> [WHAT THE EXERCISE ASKS]: Below are records. Copy every line with "message" in it.

[[ INPUT MATERIAL, beginning ]]

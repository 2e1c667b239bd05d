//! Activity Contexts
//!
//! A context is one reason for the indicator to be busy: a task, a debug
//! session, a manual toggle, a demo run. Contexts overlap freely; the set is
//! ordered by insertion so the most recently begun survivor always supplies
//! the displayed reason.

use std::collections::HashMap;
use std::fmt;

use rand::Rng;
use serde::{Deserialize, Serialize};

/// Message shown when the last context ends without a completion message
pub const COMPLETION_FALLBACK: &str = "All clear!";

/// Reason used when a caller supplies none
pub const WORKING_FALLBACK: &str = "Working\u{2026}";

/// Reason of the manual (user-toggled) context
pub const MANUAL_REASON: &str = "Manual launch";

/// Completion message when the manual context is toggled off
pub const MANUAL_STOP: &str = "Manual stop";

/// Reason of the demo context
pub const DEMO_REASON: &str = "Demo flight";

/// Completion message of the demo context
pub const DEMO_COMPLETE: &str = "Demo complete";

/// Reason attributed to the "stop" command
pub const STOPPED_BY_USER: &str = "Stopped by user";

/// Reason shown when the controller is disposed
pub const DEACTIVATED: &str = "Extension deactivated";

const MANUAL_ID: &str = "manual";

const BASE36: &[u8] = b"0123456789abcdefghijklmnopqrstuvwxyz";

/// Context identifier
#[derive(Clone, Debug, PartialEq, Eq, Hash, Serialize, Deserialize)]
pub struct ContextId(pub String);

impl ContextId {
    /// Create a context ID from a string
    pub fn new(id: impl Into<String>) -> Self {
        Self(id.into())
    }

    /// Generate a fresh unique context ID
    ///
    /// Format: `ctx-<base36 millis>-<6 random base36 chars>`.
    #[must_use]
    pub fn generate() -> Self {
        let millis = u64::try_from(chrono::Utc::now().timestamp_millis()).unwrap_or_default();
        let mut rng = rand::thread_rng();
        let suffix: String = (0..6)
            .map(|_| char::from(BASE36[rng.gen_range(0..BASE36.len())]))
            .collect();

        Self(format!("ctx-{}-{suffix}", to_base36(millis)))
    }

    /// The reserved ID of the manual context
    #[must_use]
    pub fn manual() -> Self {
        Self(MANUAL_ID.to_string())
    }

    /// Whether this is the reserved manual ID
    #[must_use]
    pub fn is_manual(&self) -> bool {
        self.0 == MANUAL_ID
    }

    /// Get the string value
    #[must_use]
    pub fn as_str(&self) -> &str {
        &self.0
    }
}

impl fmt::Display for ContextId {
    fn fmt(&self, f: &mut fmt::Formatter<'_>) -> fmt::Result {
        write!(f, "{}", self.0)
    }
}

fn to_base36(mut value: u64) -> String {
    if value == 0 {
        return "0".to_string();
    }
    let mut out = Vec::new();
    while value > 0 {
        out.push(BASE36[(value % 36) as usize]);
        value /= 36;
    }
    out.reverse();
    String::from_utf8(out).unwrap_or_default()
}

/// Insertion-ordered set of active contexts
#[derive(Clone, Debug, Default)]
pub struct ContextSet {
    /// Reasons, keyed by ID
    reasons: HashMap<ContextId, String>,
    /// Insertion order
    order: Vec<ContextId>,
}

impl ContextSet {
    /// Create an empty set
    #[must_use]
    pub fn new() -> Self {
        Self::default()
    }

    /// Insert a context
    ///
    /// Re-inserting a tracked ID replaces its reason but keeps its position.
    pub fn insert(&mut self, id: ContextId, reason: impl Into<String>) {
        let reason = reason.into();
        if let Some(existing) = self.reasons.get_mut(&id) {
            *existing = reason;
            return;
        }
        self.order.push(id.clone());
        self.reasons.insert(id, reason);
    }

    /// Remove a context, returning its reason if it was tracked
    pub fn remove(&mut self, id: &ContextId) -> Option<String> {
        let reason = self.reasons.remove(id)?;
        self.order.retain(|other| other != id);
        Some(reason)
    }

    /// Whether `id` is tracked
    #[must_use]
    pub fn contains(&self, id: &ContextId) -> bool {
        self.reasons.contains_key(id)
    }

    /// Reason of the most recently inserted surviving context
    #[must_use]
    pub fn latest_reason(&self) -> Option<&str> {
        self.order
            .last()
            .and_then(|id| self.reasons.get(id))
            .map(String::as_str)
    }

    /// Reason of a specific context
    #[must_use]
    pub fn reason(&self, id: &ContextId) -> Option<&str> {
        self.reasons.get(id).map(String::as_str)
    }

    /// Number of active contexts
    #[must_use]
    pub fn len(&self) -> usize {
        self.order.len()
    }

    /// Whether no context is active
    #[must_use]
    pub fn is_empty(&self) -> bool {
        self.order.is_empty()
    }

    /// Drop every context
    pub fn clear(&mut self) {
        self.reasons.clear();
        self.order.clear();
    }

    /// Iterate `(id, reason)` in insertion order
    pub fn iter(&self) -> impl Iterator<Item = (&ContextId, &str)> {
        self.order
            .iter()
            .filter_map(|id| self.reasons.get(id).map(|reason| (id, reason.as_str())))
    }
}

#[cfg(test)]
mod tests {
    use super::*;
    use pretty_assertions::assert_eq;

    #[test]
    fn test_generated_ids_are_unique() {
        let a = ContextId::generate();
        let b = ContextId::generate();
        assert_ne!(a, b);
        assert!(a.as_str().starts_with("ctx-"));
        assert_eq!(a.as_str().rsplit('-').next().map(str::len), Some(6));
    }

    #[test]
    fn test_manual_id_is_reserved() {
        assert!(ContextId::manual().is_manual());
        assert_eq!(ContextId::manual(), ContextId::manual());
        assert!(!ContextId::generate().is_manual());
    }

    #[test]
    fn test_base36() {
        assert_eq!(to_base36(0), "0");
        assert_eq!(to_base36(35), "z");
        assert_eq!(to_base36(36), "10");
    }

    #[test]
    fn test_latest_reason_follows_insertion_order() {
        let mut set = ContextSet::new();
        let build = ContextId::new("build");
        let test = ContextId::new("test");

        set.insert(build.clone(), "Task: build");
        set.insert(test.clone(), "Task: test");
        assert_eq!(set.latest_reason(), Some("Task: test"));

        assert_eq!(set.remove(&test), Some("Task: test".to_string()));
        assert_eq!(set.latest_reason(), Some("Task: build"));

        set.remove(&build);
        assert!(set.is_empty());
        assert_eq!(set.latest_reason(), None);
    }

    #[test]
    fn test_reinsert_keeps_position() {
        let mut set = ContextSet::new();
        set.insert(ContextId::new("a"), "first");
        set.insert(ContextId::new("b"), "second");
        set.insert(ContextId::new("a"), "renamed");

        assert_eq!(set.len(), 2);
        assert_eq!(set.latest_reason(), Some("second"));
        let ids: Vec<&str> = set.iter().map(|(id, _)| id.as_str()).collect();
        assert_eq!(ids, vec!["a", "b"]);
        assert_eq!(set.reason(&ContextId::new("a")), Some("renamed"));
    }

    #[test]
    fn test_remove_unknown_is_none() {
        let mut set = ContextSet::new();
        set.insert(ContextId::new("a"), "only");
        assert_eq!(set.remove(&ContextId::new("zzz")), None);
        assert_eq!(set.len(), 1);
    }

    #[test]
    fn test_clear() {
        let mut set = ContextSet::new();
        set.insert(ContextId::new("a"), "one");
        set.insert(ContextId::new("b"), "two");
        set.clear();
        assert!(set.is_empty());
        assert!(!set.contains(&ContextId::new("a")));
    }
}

[[ INPUT MATERIAL, end ]]
[[ INPUT MATERIAL, beginning ]]

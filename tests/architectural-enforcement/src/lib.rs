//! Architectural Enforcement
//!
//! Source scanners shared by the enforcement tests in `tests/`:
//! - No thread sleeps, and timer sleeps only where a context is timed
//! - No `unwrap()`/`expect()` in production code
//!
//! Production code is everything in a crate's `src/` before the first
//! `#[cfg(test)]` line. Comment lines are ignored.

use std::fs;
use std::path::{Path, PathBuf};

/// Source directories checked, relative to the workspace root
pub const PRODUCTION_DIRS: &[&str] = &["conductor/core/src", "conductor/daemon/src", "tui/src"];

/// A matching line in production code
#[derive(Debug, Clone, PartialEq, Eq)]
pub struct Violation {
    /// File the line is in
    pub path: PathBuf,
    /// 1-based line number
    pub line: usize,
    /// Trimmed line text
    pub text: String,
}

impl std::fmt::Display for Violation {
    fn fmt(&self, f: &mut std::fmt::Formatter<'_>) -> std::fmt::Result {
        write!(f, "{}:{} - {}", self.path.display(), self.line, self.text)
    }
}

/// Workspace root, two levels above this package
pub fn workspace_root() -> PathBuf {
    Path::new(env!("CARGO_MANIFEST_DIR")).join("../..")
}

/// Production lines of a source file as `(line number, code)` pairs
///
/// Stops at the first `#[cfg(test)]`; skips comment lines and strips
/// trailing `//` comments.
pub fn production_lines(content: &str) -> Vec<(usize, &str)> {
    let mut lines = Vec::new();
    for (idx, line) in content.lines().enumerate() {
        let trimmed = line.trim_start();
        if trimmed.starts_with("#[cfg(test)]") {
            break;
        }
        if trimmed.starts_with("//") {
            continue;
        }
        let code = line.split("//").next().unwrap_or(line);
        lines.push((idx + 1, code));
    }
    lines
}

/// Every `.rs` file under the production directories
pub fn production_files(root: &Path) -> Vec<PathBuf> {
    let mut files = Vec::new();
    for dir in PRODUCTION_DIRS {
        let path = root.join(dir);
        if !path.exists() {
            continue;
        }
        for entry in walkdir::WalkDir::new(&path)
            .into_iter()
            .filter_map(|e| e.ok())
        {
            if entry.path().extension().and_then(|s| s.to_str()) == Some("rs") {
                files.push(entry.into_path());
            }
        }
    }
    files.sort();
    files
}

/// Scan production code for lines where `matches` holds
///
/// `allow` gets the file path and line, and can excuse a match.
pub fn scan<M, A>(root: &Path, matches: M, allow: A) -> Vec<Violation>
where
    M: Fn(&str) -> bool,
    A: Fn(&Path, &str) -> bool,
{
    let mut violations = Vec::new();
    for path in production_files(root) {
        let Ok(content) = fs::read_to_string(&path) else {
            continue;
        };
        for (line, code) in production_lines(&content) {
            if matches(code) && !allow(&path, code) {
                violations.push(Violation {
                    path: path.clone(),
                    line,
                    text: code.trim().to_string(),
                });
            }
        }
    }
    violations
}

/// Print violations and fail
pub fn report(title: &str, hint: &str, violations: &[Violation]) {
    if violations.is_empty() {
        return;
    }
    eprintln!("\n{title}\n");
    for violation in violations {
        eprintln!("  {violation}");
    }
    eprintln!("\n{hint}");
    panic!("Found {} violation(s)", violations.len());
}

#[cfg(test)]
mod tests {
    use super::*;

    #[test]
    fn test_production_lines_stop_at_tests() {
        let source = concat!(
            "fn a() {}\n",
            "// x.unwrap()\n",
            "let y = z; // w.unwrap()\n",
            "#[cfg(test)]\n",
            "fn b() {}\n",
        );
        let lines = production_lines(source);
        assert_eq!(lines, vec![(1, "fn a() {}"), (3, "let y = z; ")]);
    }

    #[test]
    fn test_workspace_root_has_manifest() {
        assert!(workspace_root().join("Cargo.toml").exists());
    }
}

[[ INPUT MATERIAL, end ]]

> [WRITTEN RESPONSE]:
/// Message shown when the last context ends without a completion message
/// Completion message when the manual context is toggled off
/// Completion message of the demo context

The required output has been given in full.